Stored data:

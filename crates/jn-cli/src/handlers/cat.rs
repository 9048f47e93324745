use crate::args::CatArgs;
use crate::output;
use anyhow::Result;
use jn_profiles::ProfileService;
use jn_runtime::{Config, Paths, ResolveOptions, Resolver, catalog, run_all};
use jn_types::{Address, Mode};

/// Exit codes curl uses for the failures worth explaining
const CURL_HTTP_ERROR: i32 = 22;
const CURL_DNS_ERROR: i32 = 6;

pub fn handle(paths: &Paths, config: &Config, args: CatArgs) -> Result<i32> {
    let mut config = config.clone();
    if let Some(timeout) = args.timeout_ms {
        config.discovery_timeout_ms = timeout;
    }

    let registry = catalog::load_catalog(paths, &config, args.refresh);
    let profiles = ProfileService::new(paths.profile_roots());
    let resolver = Resolver::new(&registry, &profiles);

    let address = Address::parse(&args.address);
    let opts = ResolveOptions {
        mode: Mode::Read,
        extra_flags: forward_flags(&args),
        headers: args.headers.clone(),
        inject_meta: args.meta,
        require_match: args.require_match,
    };

    let specs = resolver.resolve(&address, &opts)?;

    // children share our process group; they receive their own SIGINT
    let _ = ctrlc::set_handler(|| std::process::exit(130));

    let code = run_all(&specs)?;
    if code != 0 {
        explain_fetcher_exit(code, &args.address);
    }
    Ok(code)
}

fn forward_flags(args: &CatArgs) -> Vec<String> {
    let mut flags = Vec::new();
    if let Some(delimiter) = &args.delimiter {
        flags.push(format!("--delimiter={}", delimiter));
    }
    if args.no_header {
        flags.push("--no-header".to_string());
    }
    flags
}

fn explain_fetcher_exit(code: i32, address: &str) {
    match code {
        CURL_HTTP_ERROR => output::error(&format!(
            "HTTP request failed for '{}' (server returned an error status)",
            address
        )),
        CURL_DNS_ERROR => output::error(&format!("Could not resolve host for '{}'", address)),
        _ => {}
    }
}
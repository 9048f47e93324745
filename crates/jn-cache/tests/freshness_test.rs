use filetime::FileTime;
use jn_cache::PluginCache;
use jn_types::{Language, Mode, PluginInfo, Role, Tier, mtime_secs};
use tempfile::TempDir;

fn discovered_plugin(path: std::path::PathBuf) -> PluginInfo {
    let mtime = mtime_secs(&path).unwrap();
    PluginInfo {
        name: "csv".to_string(),
        version: "1.0.0".to_string(),
        matches: vec![r".*\.csv$".to_string()],
        role: Role::Format,
        modes: vec![Mode::Read, Mode::Write],
        profile_type: None,
        language: Language::Native,
        tier: Tier::Bundled,
        path,
        mtime,
    }
}

#[test]
fn touching_a_plugin_invalidates_the_whole_cache() {
    let temp = TempDir::new().unwrap();
    let exe = temp.path().join("csv");
    std::fs::write(&exe, "#!/bin/sh\n").unwrap();

    let cache = PluginCache::new(temp.path());
    let plugins = vec![discovered_plugin(exe.clone())];
    cache.store(&plugins).unwrap();
    assert!(cache.load_valid().is_some());

    // bump mtime by one second
    let recorded = mtime_secs(&exe).unwrap();
    filetime::set_file_mtime(&exe, FileTime::from_unix_time(recorded as i64 + 1, 0)).unwrap();

    assert!(!PluginCache::is_valid(&cache.load().unwrap()));
    assert!(cache.load_valid().is_none());
}

#[test]
fn one_stale_entry_invalidates_all_entries() {
    let temp = TempDir::new().unwrap();
    let fresh = temp.path().join("fresh");
    let stale = temp.path().join("stale");
    std::fs::write(&fresh, "#!/bin/sh\n").unwrap();
    std::fs::write(&stale, "#!/bin/sh\n").unwrap();

    let cache = PluginCache::new(temp.path());
    let plugins = vec![discovered_plugin(fresh), discovered_plugin(stale.clone())];
    cache.store(&plugins).unwrap();

    let recorded = mtime_secs(&stale).unwrap();
    filetime::set_file_mtime(&stale, FileTime::from_unix_time(recorded as i64 + 60, 0)).unwrap();

    assert!(cache.load_valid().is_none());
}

#[test]
fn restoring_the_recorded_mtime_restores_validity() {
    let temp = TempDir::new().unwrap();
    let exe = temp.path().join("csv");
    std::fs::write(&exe, "#!/bin/sh\n").unwrap();

    let cache = PluginCache::new(temp.path());
    let plugins = vec![discovered_plugin(exe.clone())];
    let recorded = plugins[0].mtime;
    cache.store(&plugins).unwrap();

    filetime::set_file_mtime(&exe, FileTime::from_unix_time(recorded as i64 + 5, 0)).unwrap();
    assert!(cache.load_valid().is_none());

    filetime::set_file_mtime(&exe, FileTime::from_unix_time(recorded as i64, 0)).unwrap();
    assert!(cache.load_valid().is_some());
}
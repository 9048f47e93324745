use crate::error::{Error, Result};
use std::path::PathBuf;
use walkdir::WalkDir;

/// Expand a glob pattern to matching files, sorted for deterministic
/// pipeline order. Zero matches yield an empty list (nullglob), never an
/// error; the caller decides whether that is acceptable.
///
/// `**` patterns walk the fixed base directory recursively and match the
/// final filename component only. Plain patterns expand with ordinary
/// shell semantics.
pub fn expand(pattern: &str) -> Result<Vec<PathBuf>> {
    let mut files = if pattern.contains("**") {
        expand_recursive(pattern)?
    } else {
        expand_simple(pattern)?
    };
    files.sort();
    Ok(files)
}

/// Walk the directory prefix before `**`, matching file names against the
/// pattern's final component
fn expand_recursive(pattern: &str) -> Result<Vec<PathBuf>> {
    let star_idx = pattern.find("**").unwrap_or(0);
    let base = match pattern[..star_idx].rfind('/') {
        Some(slash) => &pattern[..slash],
        None => ".",
    };
    let file_pattern = match pattern.rfind('/') {
        Some(slash) => &pattern[slash + 1..],
        None => pattern,
    };
    let matcher = glob::Pattern::new(file_pattern).map_err(|err| Error::InvalidGlob {
        pattern: pattern.to_string(),
        detail: err.to_string(),
    })?;

    let mut files = Vec::new();
    for entry in WalkDir::new(base).into_iter().filter_map(|e| e.ok()) {
        if !entry.file_type().is_file() {
            continue;
        }
        if matcher.matches(&entry.file_name().to_string_lossy()) {
            files.push(entry.path().to_path_buf());
        }
    }
    Ok(files)
}

fn expand_simple(pattern: &str) -> Result<Vec<PathBuf>> {
    let paths = glob::glob(pattern).map_err(|err| Error::InvalidGlob {
        pattern: pattern.to_string(),
        detail: err.to_string(),
    })?;
    Ok(paths
        .filter_map(|entry| entry.ok())
        .filter(|path| path.is_file())
        .collect())
}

→ **WORK REQUEST**:
Give back exactly the lines from the first line of the records through the line holding "use jn_cache::PluginCache;", including both of those lines and leaving out all others.

→ **THE ANSWER**:
filename crates/jn-cli/src/handlers/cat.rs
repository 9048f47e93324745
use crate::args::CatArgs;
use crate::output;
use anyhow::Result;
use jn_profiles::ProfileService;
use jn_runtime::{Config, Paths, ResolveOptions, Resolver, catalog, run_all};
use jn_types::{Address, Mode};

/// Exit codes curl uses for the failures worth explaining
const CURL_HTTP_ERROR: i32 = 22;
const CURL_DNS_ERROR: i32 = 6;

pub fn handle(paths: &Paths, config: &Config, args: CatArgs) -> Result<i32> {
    let mut config = config.clone();
    if let Some(timeout) = args.timeout_ms {
        config.discovery_timeout_ms = timeout;
    }

    let registry = catalog::load_catalog(paths, &config, args.refresh);
    let profiles = ProfileService::new(paths.profile_roots());
    let resolver = Resolver::new(&registry, &profiles);

    let address = Address::parse(&args.address);
    let opts = ResolveOptions {
        mode: Mode::Read,
        extra_flags: forward_flags(&args),
        headers: args.headers.clone(),
        inject_meta: args.meta,
        require_match: args.require_match,
    };

    let specs = resolver.resolve(&address, &opts)?;

    // children share our process group; they receive their own SIGINT
    let _ = ctrlc::set_handler(|| std::process::exit(130));

    let code = run_all(&specs)?;
    if code != 0 {
        explain_fetcher_exit(code, &args.address);
    }
    Ok(code)
}

fn forward_flags(args: &CatArgs) -> Vec<String> {
    let mut flags = Vec::new();
    if let Some(delimiter) = &args.delimiter {
        flags.push(format!("--delimiter={}", delimiter));
    }
    if args.no_header {
        flags.push("--no-header".to_string());
    }
    flags
}

fn explain_fetcher_exit(code: i32, address: &str) {
    match code {
        CURL_HTTP_ERROR => output::error(&format!(
            "HTTP request failed for '{}' (server returned an error status)",
            address
        )),
        CURL_DNS_ERROR => output::error(&format!("Could not resolve host for '{}'", address)),
        _ => {}
    }
}
repository 9048f47e93324745
filename crates/jn-cache/tests/freshness_test.rs
use filetime::FileTime;
use jn_cache::PluginCache;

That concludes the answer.